On 07/04/2017 08:18 PM, Vinnie Falco via Boost wrote:
With respect to detecting chunk boundaries on input, this is possible, but... I can't guarantee it on output. In fact I'm not even sure how
Why not? When the user passes a buffer to Beast in chunked-mode, then serialization can convert it directly into a chunk. That ought to be very easy to do.
you would convince Beast to keep a message in "perpetually sending" mode since that is a use-case not anticipated by rfc7230.
Are you implying that Beast has an upper limit for persistent connections? If not, what are you trying to tell me? The use cases I have mentioned are way older than RFC 7230 (and RFC 6455 to answer your "why not WebSocket?" question.)

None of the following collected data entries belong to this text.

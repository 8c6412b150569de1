//! Thermal hysteresis controller for the cooling pair.
//!
//! ```text
//!          Off                deadband                On
//!   ──────────────┤ goal-margin ······· goal+margin ├──────────
//!                 ▲ switch off                      ▲ switch on
//! ```
//!
//! Inside the deadband the previous state is kept, so readings that
//! jitter around the goal never chatter the output.

use super::ActuatorState;
use crate::config::ThermalConfig;

/// Pure deadband rule.
///
/// `measured >= upper` → `On`, `measured <= lower` → `Off`, otherwise
/// `previous`.  A `Toggle` previous state is treated as `Off`.
pub fn hysteresis(cfg: &ThermalConfig, measured_centi: i32, previous: ActuatorState) -> ActuatorState {
    if measured_centi >= cfg.upper_centi() {
        ActuatorState::On
    } else if measured_centi <= cfg.lower_centi() {
        ActuatorState::Off
    } else if previous == ActuatorState::On {
        ActuatorState::On
    } else {
        ActuatorState::Off
    }
}

/// Output edge, reported once when the state changes.
#[derive(Debug, Clone, Copy, PartialEq, Eq)]
pub enum Transition {
    SwitchedOn,
    SwitchedOff,
}

/// One controller step.
#[derive(Debug, Clone, Copy, PartialEq, Eq)]
pub struct ThermalDecision {
    pub state: ActuatorState,
    /// `Some` only on the tick the state changed.
    pub transition: Option<Transition>,
}

/// Stateful wrapper around [`hysteresis`] that remembers the last state.
#[derive(Debug, Default)]
pub struct ThermalController {
    state: ActuatorState,
}

impl ThermalController {
    /// Starts `Off`.
    pub fn new() -> Self {
        Self::default()
    }

    pub fn state(&self) -> ActuatorState {
        self.state
    }

    /// Feed one measurement.  `None` (no reading yet) keeps the state.
    pub fn update(&mut self, cfg: &ThermalConfig, measured_centi: Option<i32>) -> ThermalDecision {
        let previous = self.state;
        let next = match measured_centi {
            Some(t) => hysteresis(cfg, t, previous),
            None => previous,
        };
        self.state = next;

        let transition = match (previous, next) {
            (ActuatorState::On, ActuatorState::On) | (ActuatorState::Off, ActuatorState::Off) => None,
            (_, ActuatorState::On) => Some(Transition::SwitchedOn),
            (_, _) => Some(Transition::SwitchedOff),
        };
        ThermalDecision {
            state: next,
            transition,
        }
    }
}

I suppose I could easily add an optional user-facing callback to beast::http::parser with the signature
to allow users to easily detect chunk boundaries during parsing. It would be a handful of lines of code
A simpler model is to send a buffer when it is passed to Beast, and likewise pass a chunk to the application as it is parsed. This preserves the chunk boundaries without any special facilities.
I think if users demand control over outgoing chunks, its reasonable to ask that they manually output the chunked message body; Beast will take care of the header.
Does this mean that the user has to manually insert chunk-size etc?